● **Instructions to follow**
In this exercise, every entry below is to be reproduced word for word.
Data to examine Block Start
#[derive(Parser, Debug, Clone)]
pub struct RunArgs {
    /// FASTA file or directory of FASTA files
    #[arg(
        short = 'i',
        long = "input",
        value_name = "PATH",
        default_value = "inputs"
    )]
    pub input: PathBuf,

    /// File extension selecting inputs when --input is a directory
    #[arg(long = "extension", value_name = "EXT", default_value = "fasta")]
    pub extension: String,

    /// Directory for PLAAC reports and plots
    #[arg(
        short = 'o',
        long = "output-dir",
        value_name = "DIR",
        default_value = "outputs"
    )]
    pub output_dir: PathBuf,

    /// Directory receiving plots with a detected redline
    #[arg(
        short = 'f',
        long = "filtered-dir",
        value_name = "DIR",
        default_value = "redline_max_detected"
    )]
    pub filtered_dir: PathBuf,

    /// Directory for temporary page images
    #[arg(long = "temp-dir", value_name = "DIR", default_value = "temp_pdf_pages")]
    pub temp_dir: PathBuf,

    /// Write a JSON summary of all verdicts to this file
    #[arg(
        long = "summary",
        value_name = "JSON",
        value_parser = check_prefix_path
    )]
    pub summary: Option<PathBuf>,

    /// Move flagged page images to the filtered directory instead of deleting them
    #[arg(long = "keep-flagged-pages")]
    pub keep_flagged_pages: bool,

    /// Build the filtered PDF from the flagged pages only instead of copying the whole plot
    #[arg(long = "flagged-pages-only")]
    pub flagged_pages_only: bool,

    /// Number of threads used to scan pages
    #[arg(
        short = 't',
        long = "threads",
        value_name = "THREADS",
        default_value = "1",
        value_parser = threads_in_range
    )]
    pub num_threads: usize,

    #[command(flatten)]
    pub tools: ToolArgs,

    #[command(flatten)]
    pub filter: FilterArgs,
}

impl RunArgs {
    pub fn preflight(&self) -> Result<()> {
        if !self.input.exists() {
            return Err(format!("Input does not exist: {}", self.input.display()));
        }
        let extension = self.extension.trim_start_matches('.');
        if extension.is_empty() {
            return Err("Input extension cannot be empty".to_string());
        }
        self.filter.build_filter()?;
        check_tools(&self.tools.settings())
    }
}

#[derive(Parser, Debug, Clone)]
#[command(arg_required_else_help(true))]
pub struct ScanArgs {
    /// Page images to scan (PNG or PPM)
    #[arg(
        value_name = "IMAGE",
        num_args = 1..,
        required = true,
        value_parser = check_file_exists
    )]
    pub images: Vec<PathBuf>,

    /// Write verdicts to a JSON file [standard output]
    #[arg(
        short = 'o',
        long = "output",
        value_name = "JSON",
        value_parser = check_prefix_path
    )]
    pub output: Option<PathBuf>,

    /// Number of threads used to scan images
    #[arg(
        short = 't',
        long = "threads",
        value_name = "THREADS",
        default_value = "1",
        value_parser = threads_in_range
    )]
    pub num_threads: usize,

    #[command(flatten)]
    pub filter: FilterArgs,
}

impl ScanArgs {
    pub fn preflight(&self) -> Result<()> {
        self.filter.build_filter().map(|_| ())
    }
}

#[derive(Parser, Debug, Clone)]
pub struct CheckArgs {
    #[command(flatten)]
    pub tools: ToolArgs,
}

impl CheckArgs {
    pub fn preflight(&self) -> Result<()> {
        if !self.tools.tools_dir.is_dir() {
            log::warn!(
                "Tools directory does not exist: {}",
                self.tools.tools_dir.display()
            );
        }
        Ok(())
    }
}

fn check_tools(settings: &ToolSettings) -> Result<()> {
    for exe in [&settings.java, &settings.rscript, &settings.pdftoppm] {
        if find_executable(exe).is_none() {
            return Err(format!(
                "Executable '{}' not found. Run 'prionscan check' for details",
                exe
            ));
        }
    }
    for file in [settings.jar_path(), settings.plot_script_path()] {
        if !file.is_file() {
            return Err(format!("Required file does not exist: {}", file.display()));
        }
    }
    Ok(())
}

#[derive(Clone, Copy, Debug, ValueEnum)]
enum Color {
    Always,
    Auto,
    Never,
}

impl Color {
    fn apply(self) {
        match self {
            Color::Always => owo_colors::set_override(true),
            Color::Auto => {}
            Color::Never => owo_colors::set_override(false),
        }
    }
}

pub fn init_verbose(args: &Cli) {
    args.color.apply();

    let filter_level: LevelFilter = match args.verbosity {
        0 => LevelFilter::Warn,
        1 => LevelFilter::Info,
        2 => LevelFilter::Debug,
        _ => LevelFilter::Trace,
    };

    env_logger::Builder::from_default_env()
        .format(format_log)
        .filter_level(filter_level)
        .init();
}

#[inline(always)]
fn level_style(level: Level) -> (&'static str, Style) {
    match level {
        Level::Error => ("ERROR", Style::new().fg::<Red>().bold()),
        Level::Warn => ("WARN", Style::new().fg::<Yellow>()),
        Level::Info => ("INFO", Style::new().fg::<Green>()),
        Level::Debug => ("DEBUG", Style::new().fg::<Blue>()),
        Level::Trace => ("TRACE", Style::new().fg::<Magenta>()),
    }
}

fn format_log(buf: &mut env_logger::fmt::Formatter, record: &log::Record) -> std::io::Result<()> {
    let (label, style) = level_style(record.level());
    let ts = chrono::Local::now().format("%Y-%m-%d %H:%M:%S");
    let painted_label = label.if_supports_color(Stream::Stderr, |t| style.style(t));
    writeln!(buf, "{ts} [{}] - {}", painted_label, record.args())
}

fn check_prefix_path(s: &str) -> Result<PathBuf> {
    let path = Path::new(s);
    if let Some(parent_dir) = path.parent() {
        if !parent_dir.as_os_str().is_empty() && !parent_dir.exists() {
            return Err(format!("Path does not exist: {}", parent_dir.display()));
        }
    }
    Ok(PathBuf::from(s))
}

fn check_file_exists(s: &str) -> Result<PathBuf> {
    let path = Path::new(s);
    if !path.is_file() {
        Err(format!("File does not exist: {}", path.display()))
    } else {
        Ok(path.to_path_buf())
    }
}

fn threads_in_range(s: &str) -> Result<usize> {
    let thread: usize = s
        .parse()
        .map_err(|_| format!("`{}` is not a valid thread number", s))?;
    if thread >= 1 {
        Ok(thread)
    } else {
        Err("Number of threads must be at least 1".into())
    }
}

fn ensure_unit_float(s: &str) -> Result<f64> {
    let value = s
        .parse::<f64>()
        .map_err(|e| format!("Could not parse float: {}", e))?;
    if !(0.0..=1.0).contains(&value) {
        Err(format!(
            "The value must be between 0.0 and 1.0, got: {}",
            value
        ))
    } else {
        Ok(value)
    }
}

fn ensure_non_negative_float(s: &str) -> Result<f64> {
    let value = s
        .parse::<f64>()
        .map_err(|e| format!("Could not parse float: {}", e))?;
    if !value.is_finite() || value < 0.0 {
        Err(format!("The value must be a non-negative number, got: {}", s))
    } else {
        Ok(value)
    }
}

fn parse_color(s: &str) -> Result<Rgb> {
    s.parse()
}

fn parse_metric(s: &str) -> Result<ColorMetric> {
    s.parse()
}

fn parse_region(s: &str) -> Result<RegionOfInterest> {
    s.parse()
}
pub mod check;
pub mod run;
pub mod scan;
Data to examine Block End
● **Finished exercise**
#[derive(Parser, Debug, Clone)]
pub struct RunArgs {
    /// FASTA file or directory of FASTA files
    #[arg(
        short = 'i',
        long = "input",
        value_name = "PATH",
        default_value = "inputs"
    )]
    pub input: PathBuf,

    /// File extension selecting inputs when --input is a directory
    #[arg(long = "extension", value_name = "EXT", default_value = "fasta")]
    pub extension: String,

    /// Directory for PLAAC reports and plots
    #[arg(
        short = 'o',
        long = "output-dir",
        value_name = "DIR",
        default_value = "outputs"
    )]
    pub output_dir: PathBuf,

    /// Directory receiving plots with a detected redline
    #[arg(
        short = 'f',
        long = "filtered-dir",
        value_name = "DIR",
        default_value = "redline_max_detected"
    )]
    pub filtered_dir: PathBuf,

    /// Directory for temporary page images
    #[arg(long = "temp-dir", value_name = "DIR", default_value = "temp_pdf_pages")]
    pub temp_dir: PathBuf,

    /// Write a JSON summary of all verdicts to this file
    #[arg(
        long = "summary",
        value_name = "JSON",
        value_parser = check_prefix_path
    )]
    pub summary: Option<PathBuf>,

    /// Move flagged page images to the filtered directory instead of deleting them
    #[arg(long = "keep-flagged-pages")]
    pub keep_flagged_pages: bool,

    /// Build the filtered PDF from the flagged pages only instead of copying the whole plot
    #[arg(long = "flagged-pages-only")]
    pub flagged_pages_only: bool,

    /// Number of threads used to scan pages
    #[arg(
        short = 't',
        long = "threads",
        value_name = "THREADS",
        default_value = "1",
        value_parser = threads_in_range
    )]
    pub num_threads: usize,

    #[command(flatten)]
    pub tools: ToolArgs,

    #[command(flatten)]
    pub filter: FilterArgs,
}

impl RunArgs {
    pub fn preflight(&self) -> Result<()> {
        if !self.input.exists() {
            return Err(format!("Input does not exist: {}", self.input.display()));
        }
        let extension = self.extension.trim_start_matches('.');
        if extension.is_empty() {
            return Err("Input extension cannot be empty".to_string());
        }
        self.filter.build_filter()?;
        check_tools(&self.tools.settings())
    }
}

#[derive(Parser, Debug, Clone)]
#[command(arg_required_else_help(true))]
pub struct ScanArgs {
    /// Page images to scan (PNG or PPM)
    #[arg(
        value_name = "IMAGE",
        num_args = 1..,
        required = true,
        value_parser = check_file_exists
    )]
    pub images: Vec<PathBuf>,

    /// Write verdicts to a JSON file [standard output]
    #[arg(
        short = 'o',
        long = "output",
        value_name = "JSON",
        value_parser = check_prefix_path
    )]
    pub output: Option<PathBuf>,

    /// Number of threads used to scan images
    #[arg(
        short = 't',
        long = "threads",
        value_name = "THREADS",
        default_value = "1",
        value_parser = threads_in_range
    )]
    pub num_threads: usize,

    #[command(flatten)]
    pub filter: FilterArgs,
}

impl ScanArgs {
    pub fn preflight(&self) -> Result<()> {
        self.filter.build_filter().map(|_| ())
    }
}

#[derive(Parser, Debug, Clone)]
pub struct CheckArgs {
    #[command(flatten)]
    pub tools: ToolArgs,
}

impl CheckArgs {
    pub fn preflight(&self) -> Result<()> {
        if !self.tools.tools_dir.is_dir() {
            log::warn!(
                "Tools directory does not exist: {}",
                self.tools.tools_dir.display()
            );
        }
        Ok(())
    }
}

fn check_tools(settings: &ToolSettings) -> Result<()> {
    for exe in [&settings.java, &settings.rscript, &settings.pdftoppm] {
        if find_executable(exe).is_none() {
            return Err(format!(
                "Executable '{}' not found. Run 'prionscan check' for details",
                exe
            ));
        }
    }
    for file in [settings.jar_path(), settings.plot_script_path()] {
        if !file.is_file() {
            return Err(format!("Required file does not exist: {}", file.display()));
        }
    }
    Ok(())
}

#[derive(Clone, Copy, Debug, ValueEnum)]
enum Color {
    Always,
    Auto,
    Never,
}

impl Color {
    fn apply(self) {
        match self {
            Color::Always => owo_colors::set_override(true),
            Color::Auto => {}
            Color::Never => owo_colors::set_override(false),
        }
    }
}

pub fn init_verbose(args: &Cli) {
    args.color.apply();

    let filter_level: LevelFilter = match args.verbosity {
        0 => LevelFilter::Warn,
        1 => LevelFilter::Info,
        2 => LevelFilter::Debug,
        _ => LevelFilter::Trace,
    };

    env_logger::Builder::from_default_env()
        .format(format_log)
        .filter_level(filter_level)
        .init();
}

#[inline(always)]
fn level_style(level: Level) -> (&'static str, Style) {
    match level {
        Level::Error => ("ERROR", Style::new().fg::<Red>().bold()),
        Level::Warn => ("WARN", Style::new().fg::<Yellow>()),
        Level::Info => ("INFO", Style::new().fg::<Green>()),
        Level::Debug => ("DEBUG", Style::new().fg::<Blue>()),
        Level::Trace => ("TRACE", Style::new().fg::<Magenta>()),
    }
}

fn format_log(buf: &mut env_logger::fmt::Formatter, record: &log::Record) -> std::io::Result<()> {
    let (label, style) = level_style(record.level());
    let ts = chrono::Local::now().format("%Y-%m-%d %H:%M:%S");
    let painted_label = label.if_supports_color(Stream::Stderr, |t| style.style(t));
    writeln!(buf, "{ts} [{}] - {}", painted_label, record.args())
}

fn check_prefix_path(s: &str) -> Result<PathBuf> {
    let path = Path::new(s);
    if let Some(parent_dir) = path.parent() {
        if !parent_dir.as_os_str().is_empty() && !parent_dir.exists() {
            return Err(format!("Path does not exist: {}", parent_dir.display()));
        }
    }
    Ok(PathBuf::from(s))
}

fn check_file_exists(s: &str) -> Result<PathBuf> {
    let path = Path::new(s);
    if !path.is_file() {
        Err(format!("File does not exist: {}", path.display()))
    } else {
        Ok(path.to_path_buf())
    }
}

fn threads_in_range(s: &str) -> Result<usize> {
    let thread: usize = s
        .parse()
        .map_err(|_| format!("`{}` is not a valid thread number", s))?;
    if thread >= 1 {
        Ok(thread)
    } else {
        Err("Number of threads must be at least 1".into())
    }
}

fn ensure_unit_float(s: &str) -> Result<f64> {
    let value = s
        .parse::<f64>()
        .map_err(|e| format!("Could not parse float: {}", e))?;
    if !(0.0..=1.0).contains(&value) {
        Err(format!(
            "The value must be between 0.0 and 1.0, got: {}",
            value
        ))
    } else {
        Ok(value)
    }
}

fn ensure_non_negative_float(s: &str) -> Result<f64> {
    let value = s
        .parse::<f64>()
        .map_err(|e| format!("Could not parse float: {}", e))?;
    if !value.is_finite() || value < 0.0 {
        Err(format!("The value must be a non-negative number, got: {}", s))
    } else {
        Ok(value)
    }
}

fn parse_color(s: &str) -> Result<Rgb> {
    s.parse()
}

fn parse_metric(s: &str) -> Result<ColorMetric> {
    s.parse()
}

fn parse_region(s: &str) -> Result<RegionOfInterest> {
    s.parse()
}
pub mod check;
pub mod run;
pub mod scan;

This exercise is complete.